---------- INFORMATION PROVIDED ----------
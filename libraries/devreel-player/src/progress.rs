//! Progress and time tracking

use crate::events::MediaEvent;
use crate::types::TimePosition;

/// Current time, duration and buffering indicator for the progress bar
#[derive(Debug, Clone, Default)]
pub struct ProgressTracker {
    current_time: f64,

    /// Reported by the resource; authoritative once known
    reported_duration: Option<f64>,

    /// Supplied by the caller at mount
    fallback_duration: Option<f64>,

    buffering: bool,
}

impl ProgressTracker {
    pub fn new(fallback_duration: Option<f64>) -> Self {
        Self {
            fallback_duration: fallback_duration.filter(|d| is_usable_duration(*d)),
            ..Self::default()
        }
    }

    /// Apply a media event. Returns true if anything visible changed.
    pub fn apply(&mut self, event: &MediaEvent) -> bool {
        match event {
            MediaEvent::TimeUpdate { current_time } | MediaEvent::Seeked { current_time } => {
                let time = sanitize_time(*current_time);
                let changed = time != self.current_time;
                self.current_time = time;
                changed
            }
            MediaEvent::LoadedMetadata { duration } | MediaEvent::DurationChange { duration } => {
                if !is_usable_duration(*duration) {
                    return false;
                }
                let changed = self.reported_duration != Some(*duration);
                self.reported_duration = Some(*duration);
                changed
            }
            MediaEvent::LoadStart | MediaEvent::Waiting => self.set_buffering(true),
            MediaEvent::CanPlay | MediaEvent::Playing => self.set_buffering(false),
            _ => false,
        }
    }

    fn set_buffering(&mut self, buffering: bool) -> bool {
        let changed = self.buffering != buffering;
        self.buffering = buffering;
        changed
    }

    pub fn current_time(&self) -> f64 {
        self.current_time
    }

    /// Best known duration: the resource's once reported, else the caller's
    pub fn duration(&self) -> Option<f64> {
        self.reported_duration.or(self.fallback_duration)
    }

    /// Duration for clamping; 0 when unknown
    pub fn effective_duration(&self) -> f64 {
        self.duration().unwrap_or(0.0)
    }

    pub fn is_buffering(&self) -> bool {
        self.buffering
    }

    pub fn position(&self) -> TimePosition {
        TimePosition {
            current_time: self.current_time,
            duration: self.duration(),
        }
    }

    pub fn progress_percent(&self) -> f64 {
        progress_percentage(self.current_time, self.duration())
    }

    /// "current / duration", e.g. "1:00 / 2:00"
    pub fn time_label(&self) -> String {
        format!(
            "{} / {}",
            format_time(Some(self.current_time)),
            format_time(self.duration())
        )
    }
}

fn is_usable_duration(duration: f64) -> bool {
    duration.is_finite() && duration > 0.0
}

fn sanitize_time(seconds: f64) -> f64 {
    if seconds.is_finite() {
        seconds.max(0.0)
    } else {
        0.0
    }
}

/// Progress as a percentage in `[0, 100]`
///
/// Zero when the duration is unknown, zero, or not finite.
pub fn progress_percentage(current_time: f64, duration: Option<f64>) -> f64 {
    match duration {
        Some(duration) if is_usable_duration(duration) && current_time.is_finite() => {
            (current_time / duration * 100.0).clamp(0.0, 100.0)
        }
        _ => 0.0,
    }
}

/// Format seconds as `M:SS`
///
/// Unknown or non-finite input renders as "00:00"; negatives floor at "0:00".
pub fn format_time(seconds: Option<f64>) -> String {
    match seconds {
        Some(seconds) if seconds.is_finite() => {
            let total = seconds.max(0.0).floor() as u64;
            format!("{}:{:02}", total / 60, total % 60)
        }
        _ => "00:00".to_string(),
    }
}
----------
PROBLEM DESCRIPTION:
Scan the records above for the word "MediaEvent". Copy each line that has it.

SOLUTION FOR THIS EXERCISE:
use crate::events::MediaEvent;
    pub fn apply(&mut self, event: &MediaEvent) -> bool {
            MediaEvent::TimeUpdate { current_time } | MediaEvent::Seeked { current_time } => {
            MediaEvent::LoadedMetadata { duration } | MediaEvent::DurationChange { duration } => {
            MediaEvent::LoadStart | MediaEvent::Waiting => self.set_buffering(true),
            MediaEvent::CanPlay | MediaEvent::Playing => self.set_buffering(false),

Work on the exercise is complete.